In Atarantes #36, I devote Der Krapp to the cinematic vision of Ed Wood. I am pleased to report that the genius who gave us Glen or Glenda (1953), Bride of the Monsters (1955), and Plan 9 From Outer Space (1959) is the winner of the Worst Director of All Time. And his immortal Plan Nine won Worst Movie despite stiff competition... from his other films. The commentary here is probably the funniest part. (The book also reports the macabre information that no one knows what happened to Ed Wood’s body after he died in 1978!) Despite this glowing paean to Medvedian critical acumen, I have some serious quibbles with them. They have misplaced the discriminating faculty somewhere along the line. The objectively bad has proven insufficient to satisfy their sardonic wit, and they have created.

Some lapses of judgment occur in the Worst Film list. Amidst the deserving bombs -- from the Horror of Party Beach (1964) to Superdad (1973) -- some surprisingly adequate films find themselves in bad company. Although these flicks are winners in a reader’s poll (stupid democracy strikes again), the commentary by the authors leaves no doubt as to their sentiments. Surely the imp of the perverse possessed Harry and Michael to condemn pictures as competent as Grease (1978), Barbarella (1968), Night of the Living Dead (1968), the End (1978), Flesh Gordon (1974), Death Race 2000 (1975), the Green Berets (1968) (they as much as admit they dumped on this one because of its politics!), Head (1968), Lady In a Cage (1964), Nickelodeon (1976), One Million Years B.C. (1966), the Rocky Horror Picture Show (1975), Smokey and the Bandit (1977), Soylent Green (1973), Zardoz (1974), and the Texas Chainsaw Massacre (1974) (about which unusual item horror expert Stephen king writes that it is one of ‘the field’s most striking successes”). Are these films really supposed to be worse than Wrestling Women vs. the Aztec Mummy (1964) (which didn’t make it)?

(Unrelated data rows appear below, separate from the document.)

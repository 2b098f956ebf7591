//! Shared fixtures for cluster-backed tests

use std::collections::BTreeMap;
use std::sync::Arc;

use k8s_openapi::api::core::v1::Namespace;
use k8s_openapi::apimachinery::pkg::apis::meta::v1::ObjectMeta;
use kube::api::{Api, PostParams};
use kube::Client;

use llmops_common::ServingConfig;
use llmops_serving::{
    CatalogModel, EndpointService, InMemoryCatalog, InMemoryEndpointRepository,
    KubeClusterClient, ModelStatus, ModelType,
};

/// Namespace every test works in
pub const TEST_NAMESPACE: &str = "llmops-dev";

/// Approved model the tests deploy
pub const TEST_MODEL: &str = "kind-test-model";

/// Create the test namespace if it does not exist
pub async fn ensure_namespace() {
    let client = Client::try_default()
        .await
        .expect("a kubeconfig pointing at a test cluster");
    let namespaces: Api<Namespace> = Api::all(client);
    if namespaces.get_opt(TEST_NAMESPACE).await.unwrap().is_some() {
        return;
    }
    let ns = Namespace {
        metadata: ObjectMeta {
            name: Some(TEST_NAMESPACE.to_string()),
            ..Default::default()
        },
        ..Default::default()
    };
    namespaces.create(&PostParams::default(), &ns).await.unwrap();
}

/// Config with the InferenceService backend off so plain Deployments are used
pub fn test_config() -> Arc<ServingConfig> {
    let mut config = ServingConfig::default();
    config.platform = "llmops".to_string();
    config.inference_service.enabled = false;
    Arc::new(config)
}

pub fn test_model() -> CatalogModel {
    CatalogModel {
        id: TEST_MODEL.to_string(),
        name: "tiny-llama".to_string(),
        status: ModelStatus::Approved,
        model_type: ModelType::Base,
        storage_uri: Some("s3://models/tiny-llama/".to_string()),
        model_family: Some("llama".to_string()),
        metadata: BTreeMap::new(),
    }
}

/// Real cluster client plus a service over in-memory records
pub async fn test_service() -> (Arc<KubeClusterClient>, EndpointService) {
    ensure_namespace().await;
    let config = test_config();
    let cluster = Arc::new(KubeClusterClient::connect(&config).await.unwrap());
    let catalog = InMemoryCatalog::new();
    catalog.insert(test_model());
    let service = EndpointService::new(
        config,
        cluster.clone(),
        Arc::new(catalog),
        Arc::new(InMemoryEndpointRepository::new()),
    );
    (cluster, service)
}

Even more surprising is that the Medveds would describe Attack of the Killer Tomatoes (1978), the Little Shop of Horrors (1960), and Beware! The Blob (1972) in terms which fail to appreciate them as comedies! (Tomatoes is brought up several times in the book, but only once do they mention that it is a spoof. The other two titles are consistently treated a as straight films.) How could the authors fail to understand parodies of bad films done in the same spirit as their book?

Despite these problems, the Golden Turkey Awards is still good for an evening of laughs. Nothing better captures the spirit of the very worst than what William “One shot” Beaudine said on the way to shoot one of his forgettable Monogram pictures: “You mean someone out there is waiting to see this?”